A few days later I ran into a colleague that saw the piece and hinted he thought that I did a clever thing to ensure I get good reviews from Mr. Heimoff. I did not care for the remark, even if though I know it was said in joking. This got me thinking and doing a little soul searching and I thought I’d share with you my views on the matter of wine reviews from the standpoint of (one) winemaker.

First and foremost: I was a wine lover and consumer before I became a winemaker. I can’t recall EVER making a wine purchase decision based on a score or a favorable published review. I have often (and still do) buy a wine recommended by a waiter, sommelier, chef, store clerk and once – the recommendation of my satellite dish installer (I live in the country where we have no cable).

Folks, let’s call wine reviews what they really are: wine opinions. We often end up talking to people in the tasting room about wine tasting and there are three examples I tend to use to illustrate my convictions and try to make them feel comfortable with their own palate impressions:

Example No. 1

Consider the following two descriptions:

“Powerful aroma, bursting with layers of eastern spice, mouth coating flavors that rise to a crescendo of lively sensations, uber-long finish with a slight minty aftertaste. Can’t wait to have some more. 96 Points – S.P.”

“Starts off with a pungent chemical aroma, texture felt rubbery, disjointed and unrefined flavors on the hot side of the spectrum, unpleasant petroleum-eucalyptus finish. Almost made me gag. 74 Points – O.S.”

Both are accurate (and one of them true) descriptions (reviews?) of eating black licorice.

Example No. 2

I am an amateur movie buff who used to love watching Siskel & Ebert and learn about what’s coming out on the silver screen. When the movie “Reservoir Dogs” came out, they both gave it a bad review (I think it was two thumbs down that was later revised to one). Boy, am I glad I went to see the movie… an absolute classic in my book.

Example No. 3

You wake up in the morning after not sleeping very well the night before. On the way to the bathroom, you stub your toe on the leg of your dresser. You make yourself a coffee and realize the milk you used in it expired in 1969. On the way to work, you get a speeding ticket. The day drags on and on your way to a wine tasting you have been looking forward to attend you manage to fight with your significant other about some trivial bullshit matter. At the tasting, you run into your ex girlfriend with her new, millionaire boyfriend. You have a taste of (really) the best wine ever produced in the history of mankind. Believe me, to you, it tastes like shit.

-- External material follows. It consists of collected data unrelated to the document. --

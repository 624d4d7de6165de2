//! Transient, self-expiring status notifications.
//!
//! Only one toast is visible at a time. Presenting a toast replaces the current
//! one and yields a [`Toast`] whose id the owner schedules for expiry. When the
//! timer fires, [`ToastNotifier::expire`] clears the toast only if that same id
//! is still showing, so a stale timer can never dismiss a newer toast.

use std::time::Duration;
use uuid::Uuid;

/// Default time a toast stays visible.
pub const DEFAULT_TOAST_DURATION: Duration = Duration::from_millis(2500);

/// Visual intent of a toast.
#[derive(Debug, Clone, Copy, PartialEq, Eq)]
pub enum ToastStyle {
    Success,
    Error,
}

impl ToastStyle {
    /// Background color as RGB.
    #[must_use]
    pub const fn rgb(self) -> (u8, u8, u8) {
        match self {
            Self::Success => (115, 102, 242),
            Self::Error => (209, 59, 64),
        }
    }

    /// Leading glyph.
    #[must_use]
    pub const fn icon(self) -> &'static str {
        match self {
            Self::Success => "✔",
            Self::Error => "✖",
        }
    }
}

/// A single notification instance.
///
/// Two toasts with identical text are still distinct; identity is the `id`.
#[derive(Debug, Clone, PartialEq, Eq)]
pub struct Toast {
    pub id: Uuid,
    pub message: String,
    pub style: ToastStyle,
    pub duration: Duration,
}

/// Owner of the current toast.
#[derive(Debug, Clone, Default)]
pub struct ToastNotifier {
    current: Option<Toast>,
}

impl ToastNotifier {
    #[must_use]
    pub const fn new() -> Self {
        Self { current: None }
    }

    /// The toast currently showing, if any.
    #[must_use]
    pub const fn current(&self) -> Option<&Toast> {
        self.current.as_ref()
    }

    /// Replaces the current toast and returns the new instance.
    pub fn present(&mut self, message: impl Into<String>, style: ToastStyle, duration: Duration) -> Toast {
        let toast = Toast {
            id: Uuid::new_v4(),
            message: message.into(),
            style,
            duration,
        };
        tracing::debug!(toast_id = %toast.id, style = ?style, message = %toast.message, "presenting toast");
        self.current = Some(toast.clone());
        toast
    }

    /// Clears the current toast if its id is `id`.
    ///
    /// Returns `true` when a toast was cleared.
    pub fn expire(&mut self, id: Uuid) -> bool {
        match &self.current {
            Some(toast) if toast.id == id => {
                tracing::debug!(toast_id = %id, "toast expired");
                self.current = None;
                true
            }
            _ => {
                tracing::trace!(toast_id = %id, "stale toast timer ignored");
                false
            }
        }
    }
}

#[cfg(test)]
mod tests {
    use super::*;

    #[test]
    fn expire_clears_matching_toast() {
        let mut notifier = ToastNotifier::new();
        let toast = notifier.present("Event deleted", ToastStyle::Success, DEFAULT_TOAST_DURATION);

        assert!(notifier.expire(toast.id));
        assert!(notifier.current().is_none());
        assert!(!notifier.expire(toast.id));
    }

    #[test]
    fn stale_timer_keeps_newer_toast() {
        let mut notifier = ToastNotifier::new();
        let first = notifier.present("Saved", ToastStyle::Success, DEFAULT_TOAST_DURATION);
        let second = notifier.present("Saved", ToastStyle::Success, DEFAULT_TOAST_DURATION);

        assert_ne!(first.id, second.id);
        assert!(!notifier.expire(first.id));
        assert_eq!(notifier.current(), Some(&second));
    }
}
//! Error types for the FutureJoy event tracker.
//!
//! This module defines the centralized error type [`FutureJoyError`] and a type alias
//! [`Result`] for convenient error handling throughout the crate. All errors are
//! implemented using the `thiserror` crate for automatic `Error` trait implementation.
//!
//! # Recovery Policy
//!
//! No variant is fatal. The view-model recovers from each class locally:
//!
//! - [`FutureJoyError::Query`]: the visible list falls back to empty
//! - [`FutureJoyError::Commit`]: staged changes are rolled back, an error toast is shown
//! - [`FutureJoyError::Validation`]: an error toast is shown, nothing is mutated

use thiserror::Error;
use uuid::Uuid;

/// The main error type for FutureJoy operations.
///
/// Most variants carry a human-readable description. Errors from the standard
/// library are wrapped using `#[from]` for automatic conversion.
///
/// # Examples
///
/// ```
/// use futurejoy::FutureJoyError;
///
/// fn reject_empty_title(title: &str) -> Result<(), FutureJoyError> {
///     if title.trim().is_empty() {
///         return Err(FutureJoyError::Validation("Event name is required".to_string()));
///     }
///     Ok(())
/// }
///
/// assert!(reject_empty_title("  ").is_err());
/// ```
#[derive(Debug, Error)]
pub enum FutureJoyError {
    /// Reading events from the store failed.
    ///
    /// Recovered by showing an empty list; never surfaced as a hard failure.
    #[error("Query failed: {0}")]
    Query(String),

    /// Committing staged inserts, updates, or deletes failed.
    ///
    /// The staged changes are discarded and the caller must not assume the
    /// operation took effect.
    #[error("Commit failed: {0}")]
    Commit(String),

    /// User input was rejected before touching the store.
    #[error("{0}")]
    Validation(String),

    /// No event with the given identifier exists in the store.
    #[error("Event not found: {0}")]
    NotFound(Uuid),

    /// Storage backend failure (corrupt file, duplicate id, serialization).
    #[error("Storage error: {0}")]
    Storage(String),

    /// Filesystem or I/O operation failed.
    #[error("IO error: {0}")]
    Io(#[from] std::io::Error),

    /// Configuration is invalid or could not be read.
    #[error("Configuration error: {0}")]
    Config(String),

    /// Fetching a sponsored item failed.
    #[error("Ad fetch error: {0}")]
    AdFetch(String),

    /// The view-model runtime task is no longer accepting intents.
    #[error("Runtime error: {0}")]
    Runtime(String),
}

/// A specialized `Result` type for FutureJoy operations.
pub type Result<T> = std::result::Result<T, FutureJoyError>;
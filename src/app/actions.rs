//! Actions representing side effects to be executed by the runtime.
//!
//! The view-model never sleeps or spawns. Anything that has to happen later is
//! expressed as an [`Action`] and handed back to whoever drives the view-model
//! (the [`runtime`](crate::runtime) in the application, the test body in unit
//! tests). Results of those side effects come back in as intents, so every
//! state change still happens on the owning task.
//!
//! # Example
//!
//! ```rust
//! use futurejoy::app::Action;
//! use std::time::Duration;
//!
//! let action = Action::ScheduleToastExpiry {
//!     toast_id: uuid::Uuid::new_v4(),
//!     after: Duration::from_millis(2500),
//! };
//! assert!(matches!(action, Action::ScheduleToastExpiry { .. }));
//! ```

use std::time::Duration;
use uuid::Uuid;

/// Commands representing deferred side effects.
#[derive(Debug, Clone, PartialEq, Eq)]
pub enum Action {
    /// After `after` elapses, deliver
    /// [`Intent::ToastExpired`](crate::app::Intent::ToastExpired) for `toast_id`.
    ScheduleToastExpiry {
        /// Identity of the toast to clear.
        toast_id: Uuid,
        /// Delay before expiry.
        after: Duration,
    },
}
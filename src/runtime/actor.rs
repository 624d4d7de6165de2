//! The task that owns the view-model.
//!
//! Intents from any number of [`RuntimeHandle`]s are applied strictly in
//! arrival order. Actions returned by the view-model are executed here: a
//! toast expiry becomes a sleeping task that posts
//! [`Intent::ToastExpired`] back into the same queue, so the expiry is applied
//! on the owning task like every other mutation.
//!
//! Timer tasks hold only a weak sender. Once every handle is dropped the loop
//! ends and the view-model is returned from the join handle.

use super::messages::Envelope;
use crate::app::{handle_intent, Action, EventListViewModel, Intent, ViewSnapshot};
use crate::domain::error::{FutureJoyError, Result};
use tokio::sync::{mpsc, watch};
use tokio::task::JoinHandle;

/// Cloneable entry point into a running view-model task.
#[derive(Debug, Clone)]
pub struct RuntimeHandle {
    tx: mpsc::UnboundedSender<Envelope>,
    snapshots: watch::Receiver<ViewSnapshot>,
}

impl RuntimeHandle {
    /// Queues `intent` without waiting for it to be applied.
    ///
    /// # Errors
    ///
    /// Returns [`FutureJoyError::Runtime`] if the task has stopped.
    pub fn send(&self, intent: Intent) -> Result<()> {
        self.tx
            .send(Envelope::fire_and_forget(intent))
            .map_err(|_| FutureJoyError::Runtime("view-model task has stopped".to_string()))
    }

    /// Queues `intent` and waits until it has been applied.
    ///
    /// Returns the actions it produced; they have already been scheduled.
    ///
    /// # Errors
    ///
    /// Returns [`FutureJoyError::Runtime`] if the task has stopped.
    pub async fn dispatch(&self, intent: Intent) -> Result<Vec<Action>> {
        let (envelope, reply) = Envelope::with_reply(intent);
        self.tx
            .send(envelope)
            .map_err(|_| FutureJoyError::Runtime("view-model task has stopped".to_string()))?;
        reply
            .await
            .map_err(|_| FutureJoyError::Runtime("view-model task dropped the reply".to_string()))
    }

    /// A fresh receiver of published snapshots.
    #[must_use]
    pub fn subscribe(&self) -> watch::Receiver<ViewSnapshot> {
        self.snapshots.clone()
    }

    /// The most recently published snapshot.
    #[must_use]
    pub fn snapshot(&self) -> ViewSnapshot {
        self.snapshots.borrow().clone()
    }
}

/// Moves `vm` onto its own task and returns a handle to it.
///
/// Must be called from within a tokio runtime.
pub fn spawn(vm: EventListViewModel) -> (RuntimeHandle, JoinHandle<EventListViewModel>) {
    let (tx, rx) = mpsc::unbounded_channel();
    let snapshots = vm.subscribe();
    let timers = tx.downgrade();

    let task = tokio::spawn(run(vm, rx, timers));
    (RuntimeHandle { tx, snapshots }, task)
}

async fn run(
    mut vm: EventListViewModel,
    mut rx: mpsc::UnboundedReceiver<Envelope>,
    timers: mpsc::WeakUnboundedSender<Envelope>,
) -> EventListViewModel {
    tracing::debug!("view-model task started");

    while let Some(envelope) = rx.recv().await {
        let actions = handle_intent(&mut vm, &envelope.intent);
        for action in &actions {
            execute(action, &timers);
        }
        if let Some(reply) = envelope.reply {
            // The caller may have stopped waiting.
            let _ = reply.send(actions);
        }
    }

    tracing::debug!("all handles dropped, view-model task stopping");
    vm
}

fn execute(action: &Action, timers: &mpsc::WeakUnboundedSender<Envelope>) {
    match action {
        Action::ScheduleToastExpiry { toast_id, after } => {
            let (toast_id, after) = (*toast_id, *after);
            let timers = timers.clone();
            tokio::spawn(async move {
                tokio::time::sleep(after).await;
                if let Some(tx) = timers.upgrade() {
                    let _ = tx.send(Envelope::fire_and_forget(Intent::ToastExpired(toast_id)));
                }
            });
        }
    }
}

#[cfg(test)]
mod tests {
    use super::*;
    use crate::app::ToastStyle;
    use crate::infrastructure::SystemClock;
    use crate::storage::JsonEventStore;
    use std::sync::Arc;
    use std::time::Duration;
    use tokio::time::sleep;

    fn running() -> (RuntimeHandle, JoinHandle<EventListViewModel>) {
        let vm = EventListViewModel::initialize(
            Box::new(JsonEventStore::in_memory()),
            Arc::new(SystemClock),
            Duration::from_millis(2500),
        );
        spawn(vm)
    }

    fn toast(message: &str) -> Intent {
        Intent::PresentToast {
            message: message.to_string(),
            style: ToastStyle::Success,
            duration: None,
        }
    }

    #[tokio::test(start_paused = true)]
    async fn toast_expires_after_its_duration() {
        let (handle, _task) = running();

        handle.dispatch(toast("Saved")).await.unwrap();
        sleep(Duration::from_millis(2400)).await;
        handle.dispatch(Intent::Refresh).await.unwrap();
        assert!(handle.snapshot().toast.is_some());

        sleep(Duration::from_millis(200)).await;
        handle.dispatch(Intent::Refresh).await.unwrap();
        assert!(handle.snapshot().toast.is_none());
    }

    #[tokio::test(start_paused = true)]
    async fn stale_timer_does_not_dismiss_newer_toast() {
        let (handle, _task) = running();

        handle.dispatch(toast("First")).await.unwrap();
        sleep(Duration::from_millis(1000)).await;
        handle.dispatch(toast("Second")).await.unwrap();
        let second = handle.snapshot().toast.unwrap();

        // First timer fires at 2.5s.
        sleep(Duration::from_millis(1600)).await;
        handle.dispatch(Intent::Refresh).await.unwrap();
        assert_eq!(handle.snapshot().toast.map(|t| t.id), Some(second.id));

        // Second timer fires at 3.5s.
        sleep(Duration::from_millis(1000)).await;
        handle.dispatch(Intent::Refresh).await.unwrap();
        assert!(handle.snapshot().toast.is_none());
    }

    #[tokio::test]
    async fn intents_from_clones_are_applied_in_order() {
        let (handle, _task) = running();
        let other = handle.clone();

        handle.send(Intent::EnterSelectionMode).unwrap();
        other.send(Intent::ExitSelectionMode).unwrap();
        handle.dispatch(Intent::EnterSelectionMode).await.unwrap();

        assert!(handle.snapshot().selection_mode);
    }

    #[tokio::test(start_paused = true)]
    async fn task_stops_when_handles_drop_even_with_pending_timer() {
        let (handle, task) = running();
        handle.dispatch(toast("Bye")).await.unwrap();
        drop(handle);

        let vm = task.await.unwrap();
        assert!(vm.toast().is_some());
    }
}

You wake up in the morning and take the dog for a walk in the redwoods. On the way to work you stop to help a motorist with a flat tire and get a doze of real gratitude. Your honey calls and you both leave work early and drive to the cliffs over the local beach. You stop on the way at a gas station with a deli and grab a sandwich and a bottle of red wine (you don’t even bother reading the label). You sit and watch the sunset, drinking wine from Styrofoam cups. It tastes like the nectar of the Gods.

Having read that, you may ask: “Oded, if that is the case, how come you send your wines to be reviewed?” And my answer is that I live in the real world and since my sales staff work partially on commission, I am obliged to give them the tools they need to do their job. Ask the tasting room staff if you wish, but I have on a few occasions asked them to remove a plaque or one of those silly ribbons given to one of our wines from display. To me it is as embarrassing as driving with a sticker that says “My daughter is an honor student”.